Palladium-Based Bimetallic Nanocrystal Catalysts for the Direct Synthesis of Hydrogen Peroxide

Abstract

The direct synthesis of H2O2 from H2 and O2 is a strongly desired reaction for green processes and a promising alternative to the commercialized anthraquinone process. The design of efficient catalysts with high activity and H2O2 selectivity is highly desirable and yet challenging. Metal dopants enhance the performance of the active phase by increasing reaction rates, stability, and/or selectivity. The identification of efficient dopants relies mostly on catalysts prepared with a random and non-uniform deposition of active and promoter phases. To study the promotional effects of metal doping on Pd catalysts, we employ colloidal, bimetallic nanocrystals (NCs) to produce catalysts in which the active and doping metals are colocalized to a fine extent.

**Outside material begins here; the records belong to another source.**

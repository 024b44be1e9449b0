//! Property-based tests for the connection graph and drive resolution.

mod mocks;

use proptest::prelude::*;
use rusty_board::bus::{resolve_drivers, ConflictPolicy, Driver, NetPolicy, Resolution};
use rusty_board::connection::ConnectionSystem;
use rusty_board::pin::{PinSpec, PinValue, SignalClass};
use rusty_board::types::{width_mask, ComponentId, PinId};
use std::collections::{BTreeMap, BTreeSet};

const POOL: usize = 8;

#[derive(Debug, Clone, Copy)]
enum Op {
    Connect(usize, usize),
    Disconnect(usize, usize),
}

fn arb_op() -> impl Strategy<Value = Op> {
    prop_oneof![
        3 => (0..POOL, 0..POOL).prop_map(|(a, b)| Op::Connect(a, b)),
        1 => (0..POOL, 0..POOL).prop_map(|(a, b)| Op::Disconnect(a, b)),
    ]
}

fn arb_driver(width: u8) -> impl Strategy<Value = (u64, u64)> {
    (0..=width_mask(width), 0u64..1000)
}

fn pool() -> (ConnectionSystem, Vec<PinId>) {
    let mut cs = ConnectionSystem::new();
    let specs: Vec<PinSpec> = (0..POOL)
        .map(|i| PinSpec::bidirectional(&format!("P{}", i), 4, SignalClass::Wire))
        .collect();
    let pins = cs.register_pins(ComponentId::new(0), &specs);
    (cs, pins)
}

/// Connected components of the explicit edge graph, two pins or more.
fn edge_components(cs: &ConnectionSystem, pins: &[PinId]) -> BTreeSet<BTreeSet<PinId>> {
    let mut parent: BTreeMap<PinId, PinId> = pins.iter().map(|p| (*p, *p)).collect();
    fn find(parent: &mut BTreeMap<PinId, PinId>, pin: PinId) -> PinId {
        let up = parent[&pin];
        if up == pin {
            return pin;
        }
        let root = find(parent, up);
        parent.insert(pin, root);
        root
    }
    for edge in cs.edges() {
        let a = find(&mut parent, edge.wide);
        let b = find(&mut parent, edge.narrow);
        parent.insert(a, b);
    }

    let mut groups: BTreeMap<PinId, BTreeSet<PinId>> = BTreeMap::new();
    for pin in pins {
        let root = find(&mut parent, *pin);
        groups.entry(root).or_default().insert(*pin);
    }
    groups.into_values().filter(|g| g.len() >= 2).collect()
}

mod graph_properties {
    use super::*;

    proptest! {
        #[test]
        fn test_nets_match_edge_closure(ops in prop::collection::vec(arb_op(), 0..40)) {
            let (mut cs, pins) = pool();
            for op in ops {
                // Rejected edits must leave the graph untouched, which the
                // checks below cover.
                let _ = match op {
                    Op::Connect(a, b) => cs.connect(pins[a], pins[b], None).map(|_| ()),
                    Op::Disconnect(a, b) => cs.disconnect(pins[a], pins[b]),
                };
            }

            let nets: BTreeSet<BTreeSet<PinId>> = cs.nets().map(|n| n.pins().collect()).collect();
            prop_assert_eq!(&nets, &edge_components(&cs, &pins));

            let mut seen = BTreeSet::new();
            for net in cs.nets() {
                prop_assert!(net.len() >= 2);
                for pin in net.pins() {
                    prop_assert!(seen.insert(pin), "pin {} in two nets", pin);
                    prop_assert_eq!(cs.net_of(pin), Some(net.id));
                }
            }
            for pin in &pins {
                if !seen.contains(pin) {
                    prop_assert_eq!(cs.net_of(*pin), None);
                }
            }
        }

        #[test]
        fn test_connectivity_is_symmetric(ops in prop::collection::vec(arb_op(), 0..30)) {
            let (mut cs, pins) = pool();
            for op in ops {
                if let Op::Connect(a, b) = op {
                    let _ = cs.connect(pins[a], pins[b], None);
                }
            }
            for a in &pins {
                for b in &pins {
                    prop_assert_eq!(cs.is_connected(*a, *b), cs.is_connected(*b, *a));
                }
            }
        }

        #[test]
        fn test_self_connection_rejected(index in 0..POOL) {
            let (mut cs, pins) = pool();
            prop_assert!(cs.connect(pins[index], pins[index], None).is_err());
            prop_assert_eq!(cs.nets().count(), 0);
        }
    }
}

mod resolution_properties {
    use super::*;

    fn drivers(values: &[(u64, u64)], width: u8) -> Vec<Driver> {
        values
            .iter()
            .enumerate()
            .map(|(i, (value, seq))| Driver {
                pin: PinId::new(i as u32),
                offset: 0,
                width,
                value: *value,
                seq: *seq,
            })
            .collect()
    }

    proptest! {
        #[test]
        fn test_single_driver_resolves_to_its_value(
            (value, seq) in arb_driver(8),
            policy in prop_oneof![
                Just(ConflictPolicy::LastWriter),
                Just(ConflictPolicy::WiredOr),
                Just(ConflictPolicy::ErrorOnConflict),
            ],
        ) {
            let resolved = resolve_drivers(8, policy, &drivers(&[(value, seq)], 8));
            prop_assert_eq!(resolved, Resolution::Resolved(PinValue::Driven(value)));
        }

        #[test]
        fn test_wired_or_is_bitwise_or(values in prop::collection::vec(arb_driver(8), 1..6)) {
            let expected = values.iter().fold(0, |acc, (v, _)| acc | v);
            let resolved = resolve_drivers(8, ConflictPolicy::WiredOr, &drivers(&values, 8));
            prop_assert_eq!(resolved, Resolution::Resolved(PinValue::Driven(expected)));
        }

        #[test]
        fn test_error_on_conflict_flags_disagreement(values in prop::collection::vec(arb_driver(4), 2..5)) {
            let distinct: BTreeSet<u64> = values.iter().map(|(v, _)| *v).collect();
            let resolved = resolve_drivers(4, ConflictPolicy::ErrorOnConflict, &drivers(&values, 4));
            match resolved {
                Resolution::Resolved(value) => {
                    prop_assert_eq!(distinct.len(), 1);
                    prop_assert_eq!(value, PinValue::Driven(values[0].0));
                }
                Resolution::Conflict { pins, .. } => {
                    prop_assert!(distinct.len() > 1);
                    prop_assert!(pins.len() >= 2);
                }
            }
        }

        #[test]
        fn test_last_writer_takes_highest_sequence(values in prop::collection::vec(arb_driver(8), 1..6)) {
            let winner = values
                .iter()
                .enumerate()
                .max_by_key(|(i, (_, seq))| (*seq, *i))
                .map(|(_, (v, _))| *v)
                .unwrap();
            let resolved = resolve_drivers(8, ConflictPolicy::LastWriter, &drivers(&values, 8));
            prop_assert_eq!(resolved, Resolution::Resolved(PinValue::Driven(winner)));
        }

        #[test]
        fn test_no_drivers_float(policy in prop_oneof![
            Just(ConflictPolicy::LastWriter),
            Just(ConflictPolicy::WiredOr),
            Just(ConflictPolicy::ErrorOnConflict),
        ]) {
            prop_assert_eq!(resolve_drivers(8, policy, &[]), Resolution::Resolved(PinValue::HighZ));
        }
    }
}

mod commit_properties {
    use super::*;

    proptest! {
        #[test]
        fn test_committed_net_value_matches_policy(
            a in 0u64..16,
            b in 0u64..16,
        ) {
            let mut cs = ConnectionSystem::new();
            let specs = [
                PinSpec::output("A", 4, SignalClass::Wire),
                PinSpec::output("B", 4, SignalClass::Wire),
                PinSpec::input("IN", 4, SignalClass::Wire),
            ];
            let pins = cs.register_pins(ComponentId::new(0), &specs);
            cs.connect(pins[0], pins[1], Some(NetPolicy::error_on_conflict().as_warning())).unwrap();
            cs.connect(pins[1], pins[2], None).unwrap();

            cs.write(pins[0], PinValue::Driven(a)).unwrap();
            cs.write(pins[1], PinValue::Driven(b)).unwrap();
            let report = cs.commit().unwrap();

            prop_assert_eq!(report.warnings.is_empty(), a == b);
            // Later writes win when the conflict is only a warning.
            prop_assert_eq!(cs.read_pin(pins[2]).unwrap(), PinValue::Driven(b));
        }

        #[test]
        fn test_fatal_conflict_keeps_previous_values(a in 0u64..16, b in 0u64..16) {
            prop_assume!(a != b);
            let mut cs = ConnectionSystem::new();
            let specs = [
                PinSpec::output("A", 4, SignalClass::Wire),
                PinSpec::output("B", 4, SignalClass::Wire),
            ];
            let pins = cs.register_pins(ComponentId::new(0), &specs);
            cs.connect(pins[0], pins[1], Some(NetPolicy::error_on_conflict())).unwrap();

            cs.write(pins[0], PinValue::Driven(a)).unwrap();
            cs.commit().unwrap();
            cs.write(pins[1], PinValue::Driven(b)).unwrap();
            let conflicts = cs.commit().unwrap_err();

            prop_assert_eq!(conflicts.len(), 1);
            prop_assert!(conflicts[0].fatal);
            prop_assert_eq!(cs.read_pin(pins[1]).unwrap(), PinValue::Driven(a));
            prop_assert!(!cs.has_pending());
        }
    }
}

mod determinism {
    use super::mocks::*;
    use super::*;
    use rusty_board::engine::Engine;

    proptest! {
        #![proptest_config(ProptestConfig::with_cases(32))]

        #[test]
        fn test_same_stimulus_same_snapshots(script in prop::collection::vec(prop::option::of(0u64..256), 1..24)) {
            let run = || {
                let mut engine = Engine::default();
                let source = add(&mut engine, "SRC", ScriptedSource {
                    width: 8,
                    script: script
                        .iter()
                        .map(|v| v.map_or(PinValue::HighZ, PinValue::Driven))
                        .collect(),
                });
                let buffer = add(&mut engine, "BUF", MockBuffer);
                engine.connect_by_name((source, "OUT"), (buffer, "A")).unwrap();
                let mut snapshots = Vec::new();
                for _ in 0..script.len() {
                    engine.step(1).unwrap();
                    snapshots.push(engine.snapshot());
                }
                snapshots
            };
            prop_assert_eq!(run(), run());
        }
    }
}
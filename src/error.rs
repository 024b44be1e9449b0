//! Error taxonomy for the simulation kernel.
//!
//! Graph errors are ordinary call failures that leave the board untouched.
//! `SimulationFault`s are the conditions that halt a run.

use serde::{Deserialize, Serialize};
use thiserror::Error;

use crate::engine::EngineState;
use crate::types::{ComponentId, NetId, PinId, Tick};

/// Rejected construction or topology edits. Always recoverable.
#[derive(Error, Debug, Clone, PartialEq, Eq)]
pub enum GraphError {
    #[error("Incompatible width: {a} is {a_width} bits, {b} is {b_width} bits")]
    IncompatibleWidth {
        a: PinId,
        a_width: u8,
        b: PinId,
        b_width: u8,
    },

    #[error("Direction conflict between {a} and {b}: {reason}")]
    DirectionConflict {
        a: PinId,
        b: PinId,
        reason: &'static str,
    },

    #[error("Pin {pin} already belongs to {net} whose policy forbids this connection")]
    AlreadyConnected { pin: PinId, net: NetId },

    #[error("No connection between {a} and {b}")]
    NotConnected { a: PinId, b: PinId },

    #[error("Signal class mismatch: {a} is {a_class}, {b} is {b_class}")]
    ClassMismatch {
        a: PinId,
        a_class: &'static str,
        b: PinId,
        b_class: &'static str,
    },

    #[error("Unknown pin: {0}")]
    UnknownPin(PinId),

    #[error("Unknown net: {0}")]
    UnknownNet(NetId),

    #[error("Unknown component: {0}")]
    UnknownComponent(ComponentId),

    #[error("Component {component} has no pin named '{name}'")]
    UnknownPinName { component: ComponentId, name: String },
}

/// Two or more active drivers disagreeing on a net.
#[derive(Error, Debug, Clone, PartialEq, Eq, Serialize, Deserialize)]
#[error("Drive conflict on {net} between pins {pins:?}")]
pub struct DriveConflict {
    pub net: NetId,
    pub pins: Vec<PinId>,
    pub fatal: bool,
}

/// Raised by component logic for internally detected invalid conditions.
#[derive(Error, Debug, Clone, PartialEq, Eq)]
#[error("{message}")]
pub struct ComponentFault {
    pub message: String,
}

impl ComponentFault {
    pub fn new(message: impl Into<String>) -> Self {
        ComponentFault {
            message: message.into(),
        }
    }
}

/// Conditions that move the engine to `Halted`.
#[derive(Error, Debug, Clone, PartialEq, Eq, Serialize, Deserialize)]
#[serde(rename_all = "snake_case")]
pub enum SimulationFault {
    #[error("Tick {tick}: {conflict}")]
    DriveConflict { tick: Tick, conflict: DriveConflict },

    #[error("Tick {tick}: combinational loop did not settle after {iterations} iterations, involving {components:?}")]
    CombinationalLoop {
        tick: Tick,
        iterations: usize,
        components: Vec<ComponentId>,
    },

    #[error("Tick {tick}: component {component} faulted: {message}")]
    ComponentFault {
        tick: Tick,
        component: ComponentId,
        message: String,
    },
}

impl SimulationFault {
    pub fn tick(&self) -> Tick {
        match self {
            SimulationFault::DriveConflict { tick, .. }
            | SimulationFault::CombinationalLoop { tick, .. }
            | SimulationFault::ComponentFault { tick, .. } => *tick,
        }
    }

    /// Components implicated by the fault, if it names any.
    pub fn components(&self) -> Vec<ComponentId> {
        match self {
            SimulationFault::DriveConflict { .. } => Vec::new(),
            SimulationFault::CombinationalLoop { components, .. } => components.clone(),
            SimulationFault::ComponentFault { component, .. } => vec![*component],
        }
    }
}

/// Failures building component logic from a descriptor.
#[derive(Error, Debug, Clone, PartialEq, Eq)]
pub enum LibraryError {
    #[error("Unknown component model: {0}")]
    UnknownModel(String),

    #[error("Invalid descriptor for '{name}': {reason}")]
    InvalidDescriptor { name: String, reason: String },
}

impl LibraryError {
    pub fn invalid(name: &str, reason: impl Into<String>) -> Self {
        LibraryError::InvalidDescriptor {
            name: name.to_string(),
            reason: reason.into(),
        }
    }
}

#[derive(Error, Debug, Clone, PartialEq, Eq)]
pub enum EngineError {
    #[error(transparent)]
    Graph(#[from] GraphError),

    #[error(transparent)]
    Library(#[from] LibraryError),

    #[error("Engine is halted: {0}")]
    Halted(SimulationFault),

    #[error("Cannot {operation} while engine is {state:?}")]
    InvalidTransition {
        operation: &'static str,
        state: EngineState,
    },
}

#[derive(Error, Debug)]
pub enum ProjectError {
    #[error("Failed to access project file '{path}': {source}")]
    Io {
        path: String,
        #[source]
        source: std::io::Error,
    },

    #[error("Failed to parse project JSON: {0}")]
    Json(#[from] serde_json::Error),

    #[error(transparent)]
    Engine(#[from] EngineError),

    #[error(transparent)]
    Graph(#[from] GraphError),

    #[error("Inconsistent project: {0}")]
    Inconsistent(String),
}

In the absence of any acid and halide promotors, PdSn and PdGa NCs supported on acid-pretreated TiO2 (PdSn/s-TiO2, PdGa/s-TiO2) were highly efficient and outperformed the monometallic Pd catalyst (Pd/s-TiO2), whereas in the presence of an acid promotor, the overall H2O2 productivity was also further enhanced for the Ni-, Ga-, In-, and Sn-doped catalysts with respect to Pd/s-TiO2.